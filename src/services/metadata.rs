//! Remote metadata resolution and sidecar I/O.
//!
//! [`MetadataClient`] is the seam the coordinator talks to. The TMDB
//! implementation resolves a title through search + details and downloads
//! artwork with a bounded, cancellable retry loop.

use crate::generators::nfo::{generate_movie_nfo, parse_movie_nfo};
use crate::models::config::SettingsStore;
use crate::models::media::MovieRecord;
use crate::services::tmdb::{TmdbClient, TmdbConfig};
use crate::utils::fs::write_file;
use crate::{Error, Result};
use async_trait::async_trait;
use std::path::Path;
use std::sync::Arc;
use std::time::Duration;
use tokio_util::sync::CancellationToken;

/// Resolves movie metadata and fetches artwork.
#[async_trait]
pub trait MetadataClient: Send + Sync {
    /// Search by title, take the top hit and return its full details.
    ///
    /// Fails with [`Error::MovieNotFound`] when the search has no results.
    async fn fetch_metadata(&self, title: &str, cancel: &CancellationToken) -> Result<MovieRecord>;

    /// Download an artwork file.
    async fn download_asset(&self, url: &str, cancel: &CancellationToken) -> Result<Vec<u8>>;
}

/// Retry schedule for downloads.
#[derive(Debug, Clone, Copy)]
pub struct RetryPolicy {
    pub max_attempts: u32,
    pub base_delay: Duration,
}

impl Default for RetryPolicy {
    fn default() -> Self {
        Self {
            max_attempts: 3,
            base_delay: Duration::from_secs(2),
        }
    }
}

impl RetryPolicy {
    /// Delay after the given failed attempt (1-based): base, 2x base, 4x base...
    pub fn delay_after(&self, attempt: u32) -> Duration {
        self.base_delay
            .saturating_mul(2u32.saturating_pow(attempt.saturating_sub(1)))
    }
}

/// Run `fut` unless `cancel` fires first.
async fn cancellable<T>(
    cancel: &CancellationToken,
    fut: impl std::future::Future<Output = Result<T>>,
) -> Result<T> {
    tokio::select! {
        biased;
        _ = cancel.cancelled() => Err(Error::Cancelled),
        res = fut => res,
    }
}

/// TMDB backed [`MetadataClient`].
///
/// Credentials are read from the settings store on every lookup, so keys
/// saved through the API apply to the next file processed.
#[derive(Debug, Clone)]
pub struct TmdbMetadataClient {
    settings: Arc<SettingsStore>,
    http: reqwest::Client,
    retry: RetryPolicy,
}

impl TmdbMetadataClient {
    pub fn new(settings: Arc<SettingsStore>) -> Self {
        Self {
            settings,
            http: reqwest::Client::new(),
            retry: RetryPolicy::default(),
        }
    }

    /// TMDB client for the current credentials.
    fn tmdb(&self) -> Result<TmdbClient> {
        let config = TmdbConfig::from_settings(&self.settings.tmdb())?;
        Ok(TmdbClient::new(config, self.http.clone()))
    }

    /// Override the download retry schedule.
    pub fn with_retry(mut self, retry: RetryPolicy) -> Self {
        self.retry = retry;
        self
    }

    async fn download_once(&self, url: &str) -> Result<Vec<u8>> {
        let resp = self.http.get(url).send().await?;
        let status = resp.status();
        if !status.is_success() {
            return Err(Error::TmdbRequest {
                status: status.as_u16(),
                url: url.to_string(),
            });
        }
        Ok(resp.bytes().await?.to_vec())
    }
}

#[async_trait]
impl MetadataClient for TmdbMetadataClient {
    async fn fetch_metadata(&self, title: &str, cancel: &CancellationToken) -> Result<MovieRecord> {
        let tmdb = self.tmdb()?;
        tracing::debug!("Searching TMDB for: {}", title);
        let results = cancellable(cancel, tmdb.search_movie(title)).await?;

        let top = results
            .into_iter()
            .next()
            .ok_or_else(|| Error::MovieNotFound(title.to_string()))?;
        tracing::debug!("Top TMDB match for '{}': {} ({})", title, top.title, top.id);

        let details = cancellable(cancel, tmdb.get_movie_details(top.id)).await?;
        Ok(tmdb.to_movie_record(details))
    }

    async fn download_asset(&self, url: &str, cancel: &CancellationToken) -> Result<Vec<u8>> {
        let mut attempt = 0;
        loop {
            attempt += 1;
            match cancellable(cancel, self.download_once(url)).await {
                Ok(bytes) => return Ok(bytes),
                Err(e) if e.is_cancelled() => return Err(e),
                Err(e) if e.is_transient() && attempt < self.retry.max_attempts => {
                    let delay = self.retry.delay_after(attempt);
                    tracing::warn!(
                        "Download attempt {}/{} failed for {}: {}, retrying in {:?}",
                        attempt,
                        self.retry.max_attempts,
                        url,
                        e,
                        delay
                    );
                    tokio::select! {
                        _ = cancel.cancelled() => return Err(Error::Cancelled),
                        _ = tokio::time::sleep(delay) => {}
                    }
                }
                Err(e) => {
                    return Err(Error::DownloadFailed {
                        url: url.to_string(),
                        attempts: attempt,
                        reason: e.to_string(),
                    })
                }
            }
        }
    }
}

/// Write the sidecar for `movie` to `destination`.
pub async fn write_sidecar(movie: &MovieRecord, destination: &Path) -> Result<()> {
    let content = generate_movie_nfo(movie);
    write_file(destination, content.as_bytes()).await?;
    tracing::debug!("Wrote NFO: {}", destination.display());
    Ok(())
}

/// Read a sidecar. Unreadable or unparseable files yield `None`.
pub async fn read_sidecar(path: &Path) -> Option<MovieRecord> {
    let content = match tokio::fs::read_to_string(path).await {
        Ok(content) => content,
        Err(e) => {
            tracing::warn!("Failed to read NFO {}: {}", path.display(), e);
            return None;
        }
    };

    let movie = parse_movie_nfo(&content);
    if movie.is_none() {
        tracing::warn!("NFO could not be parsed, ignoring: {}", path.display());
    }
    movie
}
//! CLI command implementations.

pub mod config;
pub mod process;
pub mod scan;
pub mod serve;

use crate::core::coordinator::ScanCoordinator;
use crate::core::store::MediaRecordStore;
use crate::models::config::{AppSettings, ConfigStore, SettingsStore, LIBRARY_CONFIG_FILE};
use crate::services::metadata::TmdbMetadataClient;
use crate::services::notifier::NotificationSink;
use anyhow::{Context, Result};
use std::path::Path;
use std::sync::Arc;

/// Open `media-library.json` in the config directory.
pub fn open_config(config_dir: &Path) -> Result<Arc<ConfigStore>> {
    let path = config_dir.join(LIBRARY_CONFIG_FILE);
    let store = ConfigStore::open(&path)
        .with_context(|| format!("Failed to load library configuration from {}", path.display()))?;
    Ok(Arc::new(store))
}

/// Live settings backed by `settings.toml` in the config directory.
pub fn shared_settings(config_dir: &Path, settings: &AppSettings) -> Arc<SettingsStore> {
    Arc::new(SettingsStore::new(config_dir, settings.clone()))
}

/// Wire up a coordinator backed by TMDB.
pub fn build_coordinator(config_dir: &Path, settings: &Arc<SettingsStore>) -> Result<Arc<ScanCoordinator>> {
    let config = open_config(config_dir)?;

    Ok(Arc::new(ScanCoordinator::new(
        Arc::new(MediaRecordStore::new()),
        Arc::new(NotificationSink::new()),
        Arc::new(TmdbMetadataClient::new(Arc::clone(settings))),
        config,
    )))
}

— DIRECTIONS —
Go through the material and select each line with the string "loop" in it.

— EXERCISE RESULT —
//! artwork with a bounded, cancellable retry loop.
        loop {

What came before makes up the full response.